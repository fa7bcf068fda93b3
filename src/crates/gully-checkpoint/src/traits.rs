//! Extensible checkpoint storage trait for custom backend implementations
//!
//! This module defines the [`CheckpointSaver`] trait - the abstraction the
//! graph runtime persists session snapshots through. The in-memory backend in
//! [`memory`](crate::memory) is the reference implementation; downstream
//! projects can target any storage system (PostgreSQL, SQLite, Redis, ...)
//! by implementing the same four methods.
//!
//! # Contract
//!
//! The store keeps **one** checkpoint per session id - the latest snapshot.
//! `put` overwrites, `get` returns the current snapshot or `None`. Writes to
//! the same session id must be serialized by the implementation; distinct
//! session ids may be serviced concurrently.
//!
//! # Example: custom backend
//!
//! ```rust,ignore
//! use gully_checkpoint::{Checkpoint, CheckpointSaver};
//! use async_trait::async_trait;
//!
//! struct SqliteSaver { pool: sqlx::SqlitePool }
//!
//! #[async_trait]
//! impl CheckpointSaver for SqliteSaver {
//!     async fn put(&self, checkpoint: Checkpoint) -> gully_checkpoint::Result<()> {
//!         let data = serde_json::to_vec(&checkpoint)?;
//!         // INSERT OR REPLACE INTO checkpoints (session_id, data) ...
//!         Ok(())
//!     }
//!
//!     // ... get / delete / list_sessions ...
//! }
//! ```

use crate::checkpoint::Checkpoint;
use crate::error::Result;
use async_trait::async_trait;

/// Storage backend for session checkpoints.
///
/// Implementations must be `Send + Sync`; the runtime shares the saver across
/// sessions behind an `Arc`.
#[async_trait]
pub trait CheckpointSaver: Send + Sync {
    /// Save a checkpoint, overwriting any previous snapshot for its session.
    async fn put(&self, checkpoint: Checkpoint) -> Result<()>;

    /// Retrieve the latest checkpoint for a session, if any.
    async fn get(&self, session_id: &str) -> Result<Option<Checkpoint>>;

    /// Remove the checkpoint for a session. Removing an unknown session is
    /// not an error.
    async fn delete(&self, session_id: &str) -> Result<()>;

    /// List the session ids currently holding a checkpoint.
    async fn list_sessions(&self) -> Result<Vec<String>>;
}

# Exercise goal:
Find the line that contains "async fn get(&self, session_id: &str)". Restate it and all lines after it exactly, ending with the final line of the data.

# Answer box:
    async fn get(&self, session_id: &str) -> Result<Option<Checkpoint>>;

    /// Remove the checkpoint for a session. Removing an unknown session is
    /// not an error.
    async fn delete(&self, session_id: &str) -> Result<()>;

    /// List the session ids currently holding a checkpoint.
    async fn list_sessions(&self) -> Result<Vec<String>>;
}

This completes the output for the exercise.